1.4 Exclusivity. The Parties undertake not to enter into shareholders agreements or joint action agreements with third parties, either in writing or verbally, in relation to the Committed Shares that prevent them from complying faithfully with the obligations arising from this Joint Action Agreement.

 

1.5 Scope. “Committed Shares” shall be understood not only to be the 143,509,092 shares in Lan Chile mentioned in letter (d) of the Recitals but also all such other shares that Lan Chile may issue in the future, whether cash shares or paid-up shares, as well as all such preemptive rights or options of any nature, either for a priority subscription of shares, of bonds convertible to shares or of any other securities that confer future rights in respect of Lan Chile, provided such shares or securities arise from, or bear a relationship to, the Committed Shares.

 

ARTICLE SECOND

LIENS AND ATTACHMENTS

 

2.1 Liens.

 

(a) Except for the restrictions on the transfer of shares contained in the Shareholders Agreement and the exception indicated in Section 2.1(b) below, none of the Parties may establish or tolerate the existence of any Lien on the Committed Shares. “Lien” shall be understood to be any real guarantee or any charge, lien, prohibition, third-party right, attachment, impediment or restriction that might affect or hinder the free use, enjoyment or disposition of the Committed Shares.

 

(b) Each Party may pledge as much as 50% of the Committed Shares owned thereby to secure its own obligations specifically set down in the pledge agreement, but only provided the other Party consents thereto. Each Party hereby consents to pledges that are at this time assessed on the Committed Shares owned by the other Party.

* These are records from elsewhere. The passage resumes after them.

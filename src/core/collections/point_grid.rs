//! Uniform hash grid over planar points.
//!
//! Points are bucketed by `floor(coord / cell_size)`. A query for points
//! within `radius` of a center visits only the cells that radius can reach,
//! or every bucket once that neighborhood has more cells than the grid has
//! points.
//!
//! The grid is ephemeral: refinement builds one per pass from the current
//! vertices and the points accepted so far in that pass.

use super::{FastHashMap, SmallBuffer, fast_hash_map_with_capacity};
use crate::geometry::point::Point;

const BUCKET_INLINE_CAPACITY: usize = 4;

type CellKey = (i64, i64);

/// Hash grid answering "is any stored point closer than `radius`?".
#[derive(Clone, Debug)]
pub(in crate::core) struct PointGrid {
    cell_size: f64,
    len: usize,
    cells: FastHashMap<CellKey, SmallBuffer<Point, BUCKET_INLINE_CAPACITY>>,
}

impl PointGrid {
    /// Creates an empty grid. A non-finite or non-positive `cell_size` is
    /// replaced by 1.
    pub(in crate::core) fn with_capacity(cell_size: f64, capacity: usize) -> Self {
        let cell_size = if cell_size.is_finite() && cell_size > 0.0 {
            cell_size
        } else {
            1.0
        };
        Self {
            cell_size,
            len: 0,
            cells: fast_hash_map_with_capacity(capacity),
        }
    }

    pub(in crate::core) const fn len(&self) -> usize {
        self.len
    }

    // `as` saturates, so far-out coordinates share edge cells. Queries still
    // compare true distances, and saturation never separates two cells.
    #[allow(clippy::cast_possible_truncation)]
    fn cell_of(&self, p: Point) -> CellKey {
        (
            (p.x() / self.cell_size).floor() as i64,
            (p.y() / self.cell_size).floor() as i64,
        )
    }

    pub(in crate::core) fn insert(&mut self, p: Point) {
        let key = self.cell_of(p);
        self.cells.entry(key).or_default().push(p);
        self.len += 1;
    }

    /// `true` if a stored point lies strictly closer than `radius` to `center`.
    #[allow(clippy::cast_possible_truncation, clippy::cast_precision_loss)]
    pub(in crate::core) fn any_within(&self, center: Point, radius: f64) -> bool {
        if self.len == 0 || radius.is_nan() || radius <= 0.0 {
            return false;
        }
        let within = |p: &Point| p.distance(center) < radius;

        let reach = (radius / self.cell_size).ceil().max(1.0);
        let side = 2.0 * reach + 1.0;
        if !side.is_finite() || side * side > self.len as f64 {
            return self.cells.values().flatten().any(within);
        }

        let reach = reach as i64;
        let (cx, cy) = self.cell_of(center);
        for dx in -reach..=reach {
            for dy in -reach..=reach {
                let key = (cx.saturating_add(dx), cy.saturating_add(dy));
                if self.cells.get(&key).is_some_and(|bucket| bucket.iter().any(within)) {
                    return true;
                }
            }
        }
        false
    }
}

// =============================================================================
// TESTS
// =============================================================================
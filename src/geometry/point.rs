//! Planar points and axis-aligned bounding boxes.
//!
//! Coordinates are plain `f64`. Equality is the IEEE 754 one; use
//! [`Point::is_finite`] to reject `NaN`/`∞` input before it reaches the
//! predicates.

#![forbid(unsafe_code)]

use serde::{Deserialize, Serialize};
use std::fmt;

// =============================================================================
// POINT
// =============================================================================

/// A point in the plane.
///
/// # Examples
///
/// ```rust
/// use delaunay_refine::geometry::point::Point;
///
/// let p = Point::new(3.0, 4.0);
/// assert_eq!(p.x(), 3.0);
/// assert_eq!(p.distance(Point::new(0.0, 0.0)), 5.0);
/// ```
#[derive(Clone, Copy, Debug, Default, PartialEq, Serialize, Deserialize)]
pub struct Point {
    x: f64,
    y: f64,
}

impl Point {
    /// Creates a point from its coordinates.
    #[inline]
    #[must_use]
    pub const fn new(x: f64, y: f64) -> Self {
        Self { x, y }
    }

    /// The x coordinate.
    #[inline]
    #[must_use]
    pub const fn x(&self) -> f64 {
        self.x
    }

    /// The y coordinate.
    #[inline]
    #[must_use]
    pub const fn y(&self) -> f64 {
        self.y
    }

    /// Both coordinates as an array.
    #[inline]
    #[must_use]
    pub const fn coords(&self) -> [f64; 2] {
        [self.x, self.y]
    }

    /// Returns `true` when neither coordinate is `NaN` or infinite.
    #[inline]
    #[must_use]
    pub fn is_finite(&self) -> bool {
        self.x.is_finite() && self.y.is_finite()
    }

    /// Squared Euclidean distance to `other`.
    #[inline]
    #[must_use]
    pub fn distance_squared(&self, other: Self) -> f64 {
        let dx = self.x - other.x;
        let dy = self.y - other.y;
        dx.mul_add(dx, dy * dy)
    }

    /// Euclidean distance to `other`.
    #[inline]
    #[must_use]
    pub fn distance(&self, other: Self) -> f64 {
        self.distance_squared(other).sqrt()
    }

    /// Point reached by moving from `self` toward `other` by the fraction `t`.
    #[inline]
    #[must_use]
    pub fn lerp(&self, other: Self, t: f64) -> Self {
        Self::new(
            (other.x - self.x).mul_add(t, self.x),
            (other.y - self.y).mul_add(t, self.y),
        )
    }
}

impl From<[f64; 2]> for Point {
    fn from(coords: [f64; 2]) -> Self {
        Self::new(coords[0], coords[1])
    }
}

impl From<(f64, f64)> for Point {
    fn from((x, y): (f64, f64)) -> Self {
        Self::new(x, y)
    }
}

impl From<Point> for [f64; 2] {
    fn from(p: Point) -> Self {
        p.coords()
    }
}

impl fmt::Display for Point {
    fn fmt(&self, f: &mut fmt::Formatter<'_>) -> fmt::Result {
        write!(f, "({}, {})", self.x, self.y)
    }
}

// =============================================================================
// BOUNDING BOX
// =============================================================================

/// Axis-aligned bounding box of a point cloud.
#[derive(Clone, Copy, Debug, PartialEq, Serialize, Deserialize)]
pub struct BoundingBox {
    min: Point,
    max: Point,
}

impl BoundingBox {
    /// Smallest box containing every point, or `None` for an empty input.
    ///
    /// # Examples
    ///
    /// ```rust
    /// use delaunay_refine::geometry::point::{BoundingBox, Point};
    ///
    /// let bbox = BoundingBox::from_points([Point::new(0.0, 1.0), Point::new(2.0, -1.0)]).unwrap();
    /// assert_eq!(bbox.width(), 2.0);
    /// assert_eq!(bbox.height(), 2.0);
    /// assert_eq!(bbox.center(), Point::new(1.0, 0.0));
    /// ```
    pub fn from_points<I>(points: I) -> Option<Self>
    where
        I: IntoIterator<Item = Point>,
    {
        let mut iter = points.into_iter();
        let first = iter.next()?;
        let (mut min, mut max) = (first, first);
        for p in iter {
            min = Point::new(min.x.min(p.x), min.y.min(p.y));
            max = Point::new(max.x.max(p.x), max.y.max(p.y));
        }
        Some(Self { min, max })
    }

    /// Lower-left corner.
    #[must_use]
    pub const fn min(&self) -> Point {
        self.min
    }

    /// Upper-right corner.
    #[must_use]
    pub const fn max(&self) -> Point {
        self.max
    }

    #[must_use]
    pub fn width(&self) -> f64 {
        self.max.x - self.min.x
    }

    #[must_use]
    pub fn height(&self) -> f64 {
        self.max.y - self.min.y
    }

    #[must_use]
    pub fn area(&self) -> f64 {
        self.width() * self.height()
    }

    /// The larger of width and height.
    #[must_use]
    pub fn max_extent(&self) -> f64 {
        self.width().max(self.height())
    }

    #[must_use]
    pub fn center(&self) -> Point {
        Point::new(
            (self.min.x + self.max.x) / 2.0,
            (self.min.y + self.max.y) / 2.0,
        )
    }

    /// Inclusive containment test.
    #[must_use]
    pub fn contains(&self, p: Point) -> bool {
        p.x >= self.min.x && p.x <= self.max.x && p.y >= self.min.y && p.y <= self.max.y
    }
}

// =============================================================================
// TESTS
// =============================================================================
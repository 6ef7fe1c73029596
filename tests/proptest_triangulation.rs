//! Property-based tests for triangulation invariants.
//!
//! ## Invariants Tested
//!
//! - **Orientation** - every triangle is counter-clockwise with positive area
//! - **Adjacency** - neighbor links are mutual and agree on the shared edge
//! - **Empty circumcircle** - no vertex lies inside a triangle's circumcircle
//! - **Euler characteristic** - `V - E + T = 1` for the triangulated region
//! - **Hull coverage** - `T = 2n - 2 - h`, with `h` counted by an independent
//!   monotone-chain hull, for uniform, elongated and nearly collinear clouds
//! - **Divide and conquer** - both merges produce well-formed triangles

use delaunay_refine::prelude::*;
use proptest::prelude::*;

// =============================================================================
// TEST CONFIGURATION
// =============================================================================

/// Minimum pairwise distance between generated points.
const MIN_SEPARATION: f64 = 1e-2;

/// In-circle tolerance for random inputs in `[-10, 10]²`.
const CIRCLE_TOLERANCE: f64 = 1e-6;

fn coordinate() -> impl Strategy<Value = f64> {
    -10.0..10.0
}

fn well_separated(points: &[[f64; 2]]) -> bool {
    points.iter().enumerate().all(|(i, p)| {
        points[i + 1..]
            .iter()
            .all(|q| (p[0] - q[0]).hypot(p[1] - q[1]) > MIN_SEPARATION)
    })
}

/// Point clouds of 3 to `max` separated points.
fn point_cloud(max: usize) -> impl Strategy<Value = Vec<[f64; 2]>> {
    prop::collection::vec(prop::array::uniform2(coordinate()), 3..=max)
        .prop_filter("points must be separated", |pts| well_separated(pts))
}

/// Points in `[0, 1000] x [0, 1]`.
fn elongated_cloud(max: usize) -> impl Strategy<Value = Vec<[f64; 2]>> {
    prop::collection::vec((0.0..1000.0, 0.0..1.0).prop_map(|(x, y)| [x, y]), 3..=max)
        .prop_filter("points must be separated", |pts| well_separated(pts))
}

/// Points in a band of height `0.05` along `[-10, 10]`.
fn band_cloud(max: usize) -> impl Strategy<Value = Vec<[f64; 2]>> {
    prop::collection::vec((coordinate(), 0.0..0.05).prop_map(|(x, y)| [x, y]), 3..=max)
        .prop_filter("points must be separated", |pts| well_separated(pts))
}

/// Vertex count of the strict convex hull (collinear boundary points
/// excluded), by Andrew's monotone chain on the raw coordinates.
fn convex_hull_size(points: &[[f64; 2]]) -> usize {
    let mut sorted = points.to_vec();
    sorted.sort_by(|p, q| p[0].total_cmp(&q[0]).then(p[1].total_cmp(&q[1])));
    let cross = |o: [f64; 2], a: [f64; 2], b: [f64; 2]| {
        (a[0] - o[0]) * (b[1] - o[1]) - (a[1] - o[1]) * (b[0] - o[0])
    };

    let mut hull: Vec<[f64; 2]> = Vec::with_capacity(points.len() + 1);
    for chain in [sorted.clone(), sorted.into_iter().rev().collect()] {
        let start = hull.len();
        for p in chain {
            while hull.len() >= start + 2
                && cross(hull[hull.len() - 2], hull[hull.len() - 1], p) <= 0.0
            {
                hull.pop();
            }
            hull.push(p);
        }
        hull.pop();
    }
    hull.len()
}

/// Checks `T = 2n - 2 - h` for the default build of `points`.
fn check_hull_coverage(points: &[[f64; 2]]) -> Result<(), TestCaseError> {
    let h = convex_hull_size(points);
    prop_assume!(h >= 3);
    let set = PointSet::from_points(points.iter().copied()).unwrap();
    let tri = Triangulation::new(&set).unwrap();
    let n = points.len();
    prop_assert_eq!(tri.build_stats().inserted, n);
    prop_assert_eq!(
        tri.mesh().number_of_triangles(),
        2 * n - 2 - h,
        "n={} h={}",
        n,
        h
    );
    prop_assert!(tri.mesh().is_valid().is_ok());
    Ok(())
}

/// Distinct undirected edges of the non-auxiliary triangles.
fn edge_count(mesh: &Mesh) -> usize {
    let mut edges = FastHashSet::default();
    for (_, tri) in mesh.real_triangles() {
        for i in 0..3 {
            edges.insert(tri.edge(i));
        }
    }
    edges.len()
}

/// Vertices used by at least one non-auxiliary triangle.
fn used_vertex_count(mesh: &Mesh) -> usize {
    let mut used = FastHashSet::default();
    for (_, tri) in mesh.real_triangles() {
        used.extend(tri.vertices());
    }
    used.len()
}

// =============================================================================
// PROPERTIES
// =============================================================================

proptest! {
    #![proptest_config(ProptestConfig::with_cases(64))]

    #[test]
    fn prop_incremental_mesh_is_well_formed(points in point_cloud(40)) {
        let set = PointSet::from_points(points.iter().copied()).unwrap();
        let tri = Triangulation::new(&set).unwrap();
        let mesh = tri.mesh();

        prop_assert!(mesh.validate_triangles().is_ok());
        prop_assert!(mesh.validate_neighbors().is_ok());
        prop_assert_eq!(mesh.statistics().auxiliary_vertices, 0);
        prop_assert_eq!(mesh.statistics().auxiliary_triangles, 0);
    }

    #[test]
    fn prop_incremental_mesh_is_delaunay(points in point_cloud(40)) {
        let set = PointSet::from_points(points.iter().copied()).unwrap();
        let tri = Triangulation::new(&set).unwrap();
        let violations = tri.mesh().find_delaunay_violations(CIRCLE_TOLERANCE);
        prop_assert!(violations.is_empty(), "violations: {:?}", violations);
    }

    #[test]
    fn prop_euler_characteristic(points in point_cloud(24)) {
        let set = PointSet::from_points(points.iter().copied()).unwrap();
        let tri = Triangulation::new(&set).unwrap();
        let mesh = tri.mesh();
        let t = mesh.number_of_triangles();
        prop_assume!(t > 0);

        let v = used_vertex_count(mesh);
        let e = edge_count(mesh);
        prop_assert_eq!(v, points.len());
        prop_assert_eq!(v + t, e + 1, "V={} E={} T={}", v, e, t);

        // Every interior edge is counted twice, every hull edge once.
        let hull = convex_hull_size(&points);
        prop_assert_eq!(3 * t, 2 * e - hull);
    }

    #[test]
    fn prop_uniform_cloud_covers_hull(points in point_cloud(60)) {
        check_hull_coverage(&points)?;
    }

    #[test]
    fn prop_elongated_cloud_covers_hull(points in elongated_cloud(60)) {
        check_hull_coverage(&points)?;
    }

    #[test]
    fn prop_band_cloud_covers_hull(points in band_cloud(40)) {
        check_hull_coverage(&points)?;
    }

    #[test]
    fn prop_divide_and_conquer_is_well_formed(
        points in point_cloud(30),
        advancing in any::<bool>(),
    ) {
        let strategy = if advancing {
            MergeStrategy::AdvancingFront
        } else {
            MergeStrategy::NearestNeighbor
        };
        let set = PointSet::from_points(points.iter().copied()).unwrap();
        let options = TriangulationOptions::default()
            .with_construction(Construction::DivideAndConquer(strategy));
        let tri = Triangulation::with_options(&set, options).unwrap();
        let mesh = tri.mesh();

        prop_assert!(mesh.is_valid().is_ok());
        let eps = mesh.tolerances().degeneracy;
        for (key, _) in mesh.triangles() {
            let [a, b, c] = mesh.triangle_points(key).unwrap();
            prop_assert!(area(a, b, c) > eps);
        }
    }

    #[test]
    fn prop_output_matches_mesh(points in point_cloud(30)) {
        let set = PointSet::from_points(points.iter().copied()).unwrap();
        let tri = Triangulation::new(&set).unwrap();
        let output = tri.output();

        prop_assert_eq!(output.vertices.len(), points.len());
        prop_assert_eq!(output.triangles.len(), tri.mesh().number_of_triangles());
        for window in output.vertices.windows(2) {
            prop_assert!(window[0].index < window[1].index);
        }
        for triple in &output.triangles {
            let [a, b, c] = triple.map(|i| {
                let v = &output.vertices[usize::try_from(i).unwrap()];
                Point::new(v.x, v.y)
            });
            prop_assert!(orientation(a, b, c) > 0.0);
        }
    }
}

When one Party wishes to grant new pledges in respect of the Committed Shares owned thereby, the other Party shall give its consent thereto if the pledgee (hereinafter also the “Pledgee”) agrees, in the deed establishing the pledge, that the other Party shall, if the pledge is enforced, have the right to pay the Pledgee, prior to the auction of the pledged Committed Shares, the lower of: (i) the sum owed by the pledgor to the Pledgee specifically determined in the pledge agreement; and (ii) the market price of the pledged Committed

 

6


Shares appraised at the average weighted exchange price of the last five exchange business days prior to payment. And, if the other Party makes this payment, it shall have nullified the action of the Pledgee against the pledgor and be subrogated in the rights that the Pledgee has against the pledgor, including the entire real right of pledge. Hence, if the sum paid by the other Party is less than the sum owed to the Pledgee, the balance of the Pledgee’s credit will not be benefited by the pledge.

 

2.2 Attachments or Other Measures. If all or part of the Committed Shares are assessed for any reason by any unpermitted Lien (including an attachment petitioned by a Pledgee), the Party owning the Committed Shares undertakes to secure the removal of such Lien as soon as possible and, if more than 30 days pass without removal of the Lien, the Party owning such shares shall be deemed to have defaulted on this Joint Action Agreement.

 

ARTICLE THIRD

COMPLIANCE

 

3.1 Good Faith. The Parties promise to comply with all provisions in this Joint Action Agreement, not only the text, but also the spirit hereof, and undertake to act in good faith and transparently.

 

3.2 Liability. In addition to the personal liability of the Parties for faithful compliance with the obligations arising under this Joint Action Agreement, each Party shall be liable for the directors that are related thereto pursuant to Article 100 of the Companies Law or are appointed pursuant to Section 1.2(c) above applying in full the provisions of this Joint Action Agreement.

 

ARTICLE FOURTH

TERM

 

4.1 Termination.

 

(a) Any of the Parties may at any time, unilaterally, without reason, terminate this Joint Action Agreement by written notice sent to the other Party and to the chairman of the board of directors of Lan Chile (hereinafter also the “Notice of Termination”).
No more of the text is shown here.